The Indiana Hoosiers will win at least six games next season and become bowl eligible for the first time since 2007.
Indiana will have eight—yes, I said eight—home games next season.
Despite the fact that Indiana students are too occupied at one of college football’s most underrated and undiscovered tailgates, home field advantage still exists in Bloomington, IN.
But more encouraging than any amount of fans at home or on the road was the progress made last season. The Hoosiers went 4-8 in 2012 and due to Ohio State and Penn State’s postseason banns there was a two week span where Indiana was still playing for a spot in the Big Ten championship game.
Here is what you probably don’t know, though. Of those eight losses, Indiana lost four of them by four points or less. And they weren’t against teams in the same situation either. A three point loss to the Buckeyes at home and a four point loss to Michigan State were both games that reinforce the belief that the Hoosiers aren’t too far from bowl-eligible success.
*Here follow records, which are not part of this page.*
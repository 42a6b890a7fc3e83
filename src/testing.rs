//! In-memory stand-ins for the page, used by the component tests.

use std::cell::{Cell, RefCell};
use std::collections::{BTreeMap, BTreeSet};
use std::rc::Rc;

use crate::dom::{FormInput, ScrollBehavior, UiElement, Viewport, Watcher};
use crate::scheduler::Scheduler;

#[derive(Debug, Default)]
struct ElementState {
    classes: BTreeSet<String>,
    style: BTreeMap<String, String>,
    data: BTreeMap<String, String>,
    text: String,
    value: String,
}

/// Cloning shares the underlying element, like holding two references to one
/// DOM node.
#[derive(Debug, Clone, Default)]
pub struct FakeElement(Rc<RefCell<ElementState>>);

impl FakeElement {
    pub fn new() -> Self {
        Self::default()
    }

    pub fn with_classes(classes: &[&str]) -> Self {
        let element = Self::new();
        for class in classes {
            element.add_class(class);
        }
        element
    }

    pub fn with_text(text: &str) -> Self {
        let element = Self::new();
        element.set_text(text);
        element
    }

    pub fn set_value(&self, value: &str) {
        self.0.borrow_mut().value = value.to_string();
    }

    pub fn style(&self, property: &str) -> Option<String> {
        self.0.borrow().style.get(property).cloned()
    }
}

impl PartialEq for FakeElement {
    fn eq(&self, other: &Self) -> bool {
        Rc::ptr_eq(&self.0, &other.0)
    }
}

impl UiElement for FakeElement {
    fn has_class(&self, class: &str) -> bool {
        self.0.borrow().classes.contains(class)
    }

    fn add_class(&self, class: &str) {
        self.0.borrow_mut().classes.insert(class.to_string());
    }

    fn remove_class(&self, class: &str) {
        self.0.borrow_mut().classes.remove(class);
    }

    fn set_style(&self, property: &str, value: &str) {
        self.0
            .borrow_mut()
            .style
            .insert(property.to_string(), value.to_string());
    }

    fn data(&self, key: &str) -> Option<String> {
        self.0.borrow().data.get(key).cloned()
    }

    fn set_data(&self, key: &str, value: &str) {
        self.0
            .borrow_mut()
            .data
            .insert(key.to_string(), value.to_string());
    }

    fn text(&self) -> String {
        self.0.borrow().text.clone()
    }

    fn set_text(&self, text: &str) {
        self.0.borrow_mut().text = text.to_string();
    }
}

impl FormInput for FakeElement {
    fn value(&self) -> String {
        self.0.borrow().value.clone()
    }
}

#[derive(Debug)]
pub struct FakeViewport {
    pub offset: Cell<f64>,
    pub width: Cell<f64>,
    pub scrolls: RefCell<Vec<(f64, ScrollBehavior)>>,
}

impl FakeViewport {
    pub fn new(offset: f64, width: f64) -> Self {
        Self {
            offset: Cell::new(offset),
            width: Cell::new(width),
            scrolls: RefCell::new(Vec::new()),
        }
    }
}

impl Viewport for FakeViewport {
    fn scroll_offset(&self) -> f64 {
        self.offset.get()
    }

    fn width(&self) -> f64 {
        self.width.get()
    }

    fn scroll_to(&self, top: f64, behavior: ScrollBehavior) {
        self.scrolls.borrow_mut().push((top, behavior));
    }
}

#[derive(Debug, Default)]
pub struct FakeWatcher {
    watched: RefCell<Vec<FakeElement>>,
}

impl FakeWatcher {
    pub fn is_watching(&self, element: &FakeElement) -> bool {
        self.watched.borrow().contains(element)
    }

    pub fn len(&self) -> usize {
        self.watched.borrow().len()
    }
}

impl Watcher<FakeElement> for FakeWatcher {
    fn watch(&self, element: &FakeElement) {
        if !self.is_watching(element) {
            self.watched.borrow_mut().push(element.clone());
        }
    }

    fn unwatch(&self, element: &FakeElement) {
        self.watched.borrow_mut().retain(|e| e != element);
    }
}

struct Pending {
    due: u64,
    seq: u64,
    task: Box<dyn FnOnce()>,
}

/// A scheduler driven by hand: tasks only run inside [`advance_to`].
///
/// [`advance_to`]: ManualScheduler::advance_to
#[derive(Default)]
pub struct ManualScheduler {
    now: Cell<u64>,
    seq: Cell<u64>,
    pending: RefCell<Vec<Pending>>,
}

impl ManualScheduler {
    pub fn new() -> Rc<Self> {
        Rc::new(Self::default())
    }

    pub fn now(&self) -> u64 {
        self.now.get()
    }

    pub fn pending(&self) -> usize {
        self.pending.borrow().len()
    }

    /// Runs every task due at or before `time`, in due order, including tasks
    /// scheduled by the tasks it runs.
    pub fn advance_to(&self, time: u64) {
        loop {
            let next = {
                let mut pending = self.pending.borrow_mut();
                let idx = pending
                    .iter()
                    .enumerate()
                    .filter(|(_, p)| p.due <= time)
                    .min_by_key(|(_, p)| (p.due, p.seq))
                    .map(|(idx, _)| idx);
                let next = idx.map(|idx| pending.remove(idx));
                next
            };
            match next {
                Some(p) => {
                    self.now.set(p.due);
                    (p.task)();
                }
                None => break,
            }
        }
        self.now.set(time);
    }

    pub fn run_all(&self) {
        loop {
            let latest = self.pending.borrow().iter().map(|p| p.due).max();
            match latest {
                Some(due) => self.advance_to(due),
                None => break,
            }
        }
    }
}

impl Scheduler for ManualScheduler {
    fn schedule(&self, delay_ms: u32, task: Box<dyn FnOnce()>) {
        let seq = self.seq.get();
        self.seq.set(seq + 1);
        self.pending.borrow_mut().push(Pending {
            due: self.now.get() + u64::from(delay_ms),
            seq,
            task,
        });
    }
}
In fact, if it weren’t for a one point loss to Navy and a two point loss to Ball State, the Hoosiers would have been bowl eligible last season.
It was really that close.
In 2013, sophomore QB Tre Roberson will be coming off of his 2012 season ending injury with head coach Kevin Wilson, and the Hoosiers’ chances are riding on his versatile athletic ability. I expect progress and development during a solid bounce back campaign for Roberson this season. Not to mention, Wilson’s track record with QB’s while he was at Oklahoma is the blue print of growth for Roberson.
What could be even more mind blowing than having eight home games? Indiana’s first five games are at home. The Hoosiers aren’t on the road until Oct. 12 when they travel to Michigan State.
With the usual punching bag opponents scheduled at the beginning of the season, Indiana should be able to pull off wins against three-to-five of their Big Ten opponents. I believe Indiana will go 7-5 or 8-4 in 2013 and play in a bowl game for the first time in six years.